Примером эпической мощи поэта может служить одно из последних стихотворений, созданное под впечатлением древних курганов, возвышавшихся некогда над долиной Десны, близ селения с диковатым, зудящим названием Вщиж:
От жизни той, что бушевала здесь,
От крови той, что здесь рекой лилась,
Что уцелело, что дошло до нас?
Два-три кургана, видимых поднесь...
Да два-три дуба выросли на них,
Раскинувшись и широко, и смело.
Красуются, шумят, — и нет им дела,
Чей прах, чью память роют корни их.
Природа знать не знает о былом,
Ей чужды наши призрачные годы,
И перед ней мы смутно сознаем
Себя самих — лишь грезою природы.
Поочередно всех своих детей,
Свершающих свой подвиг бесполезный,
Она равно приветствует своей
Всепоглощающей и миротворной бездной.
Да, Тютчев чувствовал время как некую бездну, над которой, порой легкомысленно забывая о ней, скользит человек — и в которую рушится жизнь, память, все... Он писал: “Время идет своим путем, и его неуклонное течение вскоре разделяет то, что оно соединило, — и человек, покорный бичу невидимой власти, погружается печальный и одинокий в бесконечность пространства”. Тут Тютчев близок Державину, пафосу “Реки времен”.

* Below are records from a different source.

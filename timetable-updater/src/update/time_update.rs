//! Time updates for a single arrival or departure.

use chrono::{DateTime, FixedOffset, NaiveDate};
use chrono_tz::Tz;
use serde::{Deserialize, Serialize};

use crate::domain::seconds_since_start_of_service;

/// A time update in seconds since start of service.
///
/// Either a delay relative to the schedule, an absolute time, or both. The
/// optional `scheduled_time` is the producer's own idea of the planned time,
/// which matters for trips whose schedule the update itself defines.
#[derive(Debug, Clone, Copy, PartialEq, Eq, Default, Serialize, Deserialize)]
#[serde(rename_all = "camelCase", default)]
pub struct TimeUpdate {
    pub delay: Option<i32>,
    pub time: Option<i32>,
    pub scheduled_time: Option<i32>,
}

impl TimeUpdate {
    /// An update giving only a delay.
    pub fn of_delay(delay: i32) -> Self {
        Self {
            delay: Some(delay),
            ..Self::default()
        }
    }

    /// An update giving an absolute time, and optionally the planned one.
    pub fn of_absolute(time: i32, scheduled_time: Option<i32>) -> Self {
        Self {
            time: Some(time),
            scheduled_time,
            ..Self::default()
        }
    }

    /// The updated time for a stop scheduled at `scheduled`.
    ///
    /// # Examples
    ///
    /// ```
    /// use timetable_updater::update::TimeUpdate;
    ///
    /// assert_eq!(TimeUpdate::of_delay(300).resolve_time(36_000), 36_300);
    /// assert_eq!(TimeUpdate::of_absolute(36_120, None).resolve_time(36_000), 36_120);
    /// assert_eq!(TimeUpdate::default().resolve_time(36_000), 36_000);
    /// ```
    pub fn resolve_time(&self, scheduled: i32) -> i32 {
        match (self.time, self.delay) {
            (Some(time), _) => time,
            (None, Some(delay)) => scheduled.saturating_add(delay),
            (None, None) => scheduled,
        }
    }

    /// The delay for a stop scheduled at `scheduled`.
    ///
    /// # Examples
    ///
    /// ```
    /// use timetable_updater::update::TimeUpdate;
    ///
    /// assert_eq!(TimeUpdate::of_delay(-60).resolve_delay(36_000), -60);
    /// assert_eq!(TimeUpdate::of_absolute(36_120, None).resolve_delay(36_000), 120);
    /// ```
    pub fn resolve_delay(&self, scheduled: i32) -> i32 {
        match (self.delay, self.time) {
            (Some(delay), _) => delay,
            (None, Some(time)) => time.saturating_sub(scheduled),
            (None, None) => 0,
        }
    }

    /// True if the update carries a time or a delay.
    pub fn has_data(&self) -> bool {
        self.time.is_some() || self.delay.is_some()
    }
}

/// A time update expressed as wall-clock instants.
///
/// It cannot become a [`TimeUpdate`] until the service date is known,
/// because seconds since start of service depend on it.
#[derive(Debug, Clone, Copy, PartialEq, Eq, Default, Serialize, Deserialize)]
#[serde(rename_all = "camelCase", default)]
pub struct DeferredTimeUpdate {
    /// Expected or recorded instant.
    pub actual: Option<DateTime<FixedOffset>>,
    /// Planned instant.
    pub aimed: Option<DateTime<FixedOffset>>,
}

impl DeferredTimeUpdate {
    pub fn resolve(&self, service_date: NaiveDate, tz: Tz) -> TimeUpdate {
        let secs = |instant: DateTime<FixedOffset>| {
            seconds_since_start_of_service(instant, service_date, tz)
        };
        TimeUpdate {
            delay: None,
            time: self.actual.map(secs),
            scheduled_time: self.aimed.map(secs),
        }
    }
}

/// A time update as parsed, before or after service-date resolution.
#[derive(Debug, Clone, Copy, PartialEq, Eq, Serialize, Deserialize)]
#[serde(rename_all = "camelCase")]
pub enum ParsedTimeUpdate {
    Resolved(TimeUpdate),
    Deferred(DeferredTimeUpdate),
}

impl ParsedTimeUpdate {
    /// Resolve against a service date. Already-resolved updates are
    /// returned unchanged.
    pub fn resolve(&self, service_date: NaiveDate, tz: Tz) -> TimeUpdate {
        match self {
            ParsedTimeUpdate::Resolved(update) => *update,
            ParsedTimeUpdate::Deferred(deferred) => deferred.resolve(service_date, tz),
        }
    }

    /// The planned wall-clock instant, for deferred updates that have one.
    pub fn aimed_instant(&self) -> Option<DateTime<FixedOffset>> {
        match self {
            ParsedTimeUpdate::Resolved(_) => None,
            ParsedTimeUpdate::Deferred(deferred) => deferred.aimed,
        }
    }
}

impl From<TimeUpdate> for ParsedTimeUpdate {
    fn from(update: TimeUpdate) -> Self {
        ParsedTimeUpdate::Resolved(update)
    }
}

impl From<DeferredTimeUpdate> for ParsedTimeUpdate {
    fn from(update: DeferredTimeUpdate) -> Self {
        ParsedTimeUpdate::Deferred(update)
    }
}


#[cfg(test)]
mod proptests {
    use super::*;
    use proptest::prelude::*;

    proptest! {
        /// A delay update resolves to scheduled plus delay
        #[test]
        fn delay_resolves_to_sum(t in 0i32..200_000, d in -7200i32..7200) {
            prop_assert_eq!(TimeUpdate::of_delay(d).resolve_time(t), t + d);
        }

        /// An absolute update reports the difference as its delay
        #[test]
        fn absolute_reports_delay(t in 0i32..200_000, d in -7200i32..7200) {
            let update = TimeUpdate::of_absolute(t + d, Some(t));
            prop_assert_eq!(update.resolve_delay(t), d);
            prop_assert_eq!(update.resolve_time(t), t + d);
        }
    }
}
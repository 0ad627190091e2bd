//! Per-pattern, per-date timetables.

use std::sync::Arc;

use chrono::NaiveDate;

use crate::domain::{FeedScopedId, TripPattern, TripTimes};

/// Key of a timetable: pattern id and service date.
pub type TimetableKey = (FeedScopedId, NaiveDate);

/// The trip times of every trip on one pattern for one service date.
///
/// Starts as a copy of the pattern's scheduled times and is edited in
/// place as real-time updates arrive.
#[derive(Debug, Clone)]
pub struct Timetable {
    pattern: Arc<TripPattern>,
    service_date: NaiveDate,
    /// Sorted by trip id.
    trip_times: Vec<TripTimes>,
}

impl Timetable {
    /// The scheduled timetable of a pattern on a date.
    pub fn scheduled(pattern: Arc<TripPattern>, service_date: NaiveDate) -> Self {
        let trip_times = pattern.scheduled_times().to_vec();
        Self {
            pattern,
            service_date,
            trip_times,
        }
    }

    pub fn pattern(&self) -> &Arc<TripPattern> {
        &self.pattern
    }

    pub fn service_date(&self) -> NaiveDate {
        self.service_date
    }

    pub fn trip_times(&self) -> &[TripTimes] {
        &self.trip_times
    }

    pub fn get(&self, trip_id: &FeedScopedId) -> Option<&TripTimes> {
        self.position(trip_id).ok().map(|i| &self.trip_times[i])
    }

    pub fn len(&self) -> usize {
        self.trip_times.len()
    }

    pub fn is_empty(&self) -> bool {
        self.trip_times.is_empty()
    }

    /// Insert or replace the times of a trip.
    pub(crate) fn set(&mut self, times: TripTimes) {
        match self.position(times.trip_id()) {
            Ok(i) => self.trip_times[i] = times,
            Err(i) => self.trip_times.insert(i, times),
        }
    }

    pub(crate) fn remove(&mut self, trip_id: &FeedScopedId) -> Option<TripTimes> {
        self.position(trip_id).ok().map(|i| self.trip_times.remove(i))
    }

    fn position(&self, trip_id: &FeedScopedId) -> Result<usize, usize> {
        self.trip_times
            .binary_search_by(|t| t.trip_id().cmp(trip_id))
    }
}
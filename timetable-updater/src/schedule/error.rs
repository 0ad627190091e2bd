//! Static schedule loading errors.

use crate::domain::{FeedScopedId, InvalidFeedScopedId, PatternError, TimeError, TimesError};

/// Errors that can occur when building or loading a static schedule.
#[derive(Debug, thiserror::Error)]
pub enum ScheduleError {
    /// Failed to read the schedule file
    #[error("I/O error reading {path}: {message}")]
    Io { path: String, message: String },

    /// Failed to parse the schedule JSON
    #[error("JSON parse error: {message}")]
    Json { message: String },

    /// An identifier could not be scoped to the feed
    #[error("invalid identifier: {0}")]
    InvalidId(#[from] InvalidFeedScopedId),

    /// A time string was malformed
    #[error(transparent)]
    Time(#[from] TimeError),

    /// A trip's scheduled times run backwards
    #[error("invalid trip times for {trip_id}: {source}")]
    Times {
        trip_id: FeedScopedId,
        source: TimesError,
    },

    /// A trip's times do not fit its pattern
    #[error(transparent)]
    Pattern(#[from] PatternError),

    /// Something refers to an entity that was never defined
    #[error("unknown {kind} {id}")]
    UnknownReference { kind: &'static str, id: FeedScopedId },

    /// A trip is listed on more than one pattern
    #[error("trip {0} appears in more than one pattern")]
    DuplicateTrip(FeedScopedId),

    /// The time zone is not a known IANA zone
    #[error("invalid time zone: {0}")]
    TimeZone(String),
}
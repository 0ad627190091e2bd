//! Trip resolution for updates without a usable trip id.
//!
//! Two strategies exist. [`LastStopArrivalMatcher`] indexes every trip by
//! its last stop and scheduled arrival there, which suits producers that
//! describe a journey by its calls. [`RouteDirectionTimeMatcher`] finds a
//! trip by route, direction and start time, which suits producers that
//! identify trips that way.
//!
//! A matcher either finds exactly one trip or fails. Several equally good
//! candidates are an error, never an arbitrary pick.

mod last_stop;
mod route_direction;

use std::sync::Arc;

use chrono::NaiveDate;

use crate::domain::{Trip, TripPattern};
use crate::error::UpdateError;
use crate::update::ParsedTripUpdate;

pub use last_stop::LastStopArrivalMatcher;
pub use route_direction::RouteDirectionTimeMatcher;

/// A matched trip, the scheduled pattern it runs on, and the service date
/// the match was made for.
#[derive(Debug, Clone)]
pub struct TripAndPattern {
    pub trip: Arc<Trip>,
    pub pattern: Arc<TripPattern>,
    pub service_date: NaiveDate,
}

/// A strategy for finding the trip an update is about.
pub trait FuzzyTripMatcher: Send + Sync {
    /// Find the single trip matching `update` on or around `service_date`.
    fn match_trip(
        &self,
        update: &ParsedTripUpdate,
        service_date: NaiveDate,
    ) -> Result<TripAndPattern, UpdateError>;
}
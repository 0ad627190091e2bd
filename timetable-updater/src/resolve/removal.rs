use std::sync::Arc;

use chrono::NaiveDate;

use crate::context::UpdateContext;
use crate::domain::{FeedScopedId, Trip, TripPattern, TripTimes};
use crate::error::UpdateError;
use crate::update::ParsedTripUpdate;

use super::service_date::resolve_service_date;
use super::trip::resolve_trip;

/// A scheduled trip found for removal.
#[derive(Debug)]
pub struct ScheduledRemoval {
    pub trip: Arc<Trip>,
    pub pattern: Arc<TripPattern>,
    pub scheduled_times: TripTimes,
}

/// A CANCEL_TRIP or DELETE_TRIP update with its service date resolved.
///
/// `scheduled` is `None` when no scheduled trip was found; the trip may
/// still have been added in real time, which the handler checks.
#[derive(Debug)]
pub struct ResolvedTripRemoval<'u> {
    pub update: &'u ParsedTripUpdate,
    pub service_date: NaiveDate,
    pub trip_id: Option<FeedScopedId>,
    pub scheduled: Option<ScheduledRemoval>,
}

/// Resolve a removal. Only exact references are used, never fuzzy ones.
pub fn resolve_removal<'u>(
    update: &'u ParsedTripUpdate,
    ctx: &UpdateContext<'_>,
) -> Result<ResolvedTripRemoval<'u>, UpdateError> {
    let service_date = resolve_service_date(update, ctx.schedule)?;

    let scheduled = resolve_trip(update.reference(), ctx.schedule)
        .ok()
        .and_then(|trip| {
            let pattern = Arc::clone(ctx.schedule.pattern_for_trip(&trip.id)?);
            let scheduled_times = pattern.scheduled_trip_times(&trip.id)?.clone();
            Some(ScheduledRemoval {
                trip,
                pattern,
                scheduled_times,
            })
        });

    let trip_id = scheduled
        .as_ref()
        .map(|s| s.trip.id.clone())
        .or_else(|| update.reference().trip_id.clone());

    Ok(ResolvedTripRemoval {
        update,
        service_date,
        trip_id,
        scheduled,
    })
}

Но — вот парадокс! — так обостренно чувствовать время может лишь тот, кто стоит как бы на берегу этой безжалостной, всех и вся уносящей, реки — кто смотрит на жизнь sub specie aeternitatis, с точки зрения вечности. Так, например, чтобы чувствовать ветер, надо недвижно стоять на ветру, ему сопротивляться — а свободно парящая по ветру птица вряд ли даже и чувствует перемещение воздуха, вместе с которым перемещается и она. Тютчев именно что “стоял на ветру”, мог находиться как бы вне текущего времени, имел в душе запас тайных сил, позволявших ему посмотреть на события — с точки зрения вечности. Вот его собственные слова, подтверждающие эту мысль: “...я поднялся на первую площадку Ивана Великого, покрытую народом, ожидавшим... появления государя... И тут меня вдруг вновь охватило чувство сна. Мне пригрезилось, что настоящая минута давно миновала, что протекло полвека и более, что начинающаяся теперь великая борьба, пройдя сквозь целый цикл безмерных превратностей, захватив и раздробив в своем изменчивом движении государства и поколения, наконец закончена, что новый мир возник из нее, что будущность народов определилась на многие столетия,что всякая неуверенность исчезла, что суд Божий совершился...
И тогда вся эта сцена в Кремле... показалась мне видением прошлого... а люди, двигавшиеся вокруг меня, давно исчезнувшими из этого мира... Я вдруг почувствовал себя современником их правнуков. И вот именно вследствие этого присущего моему уму свойства охватывать борьбу во всем ее исполинском объеме и развитии, я бываю подчас менее чувствителен к неудачам и бедствиям настоящего момента...”.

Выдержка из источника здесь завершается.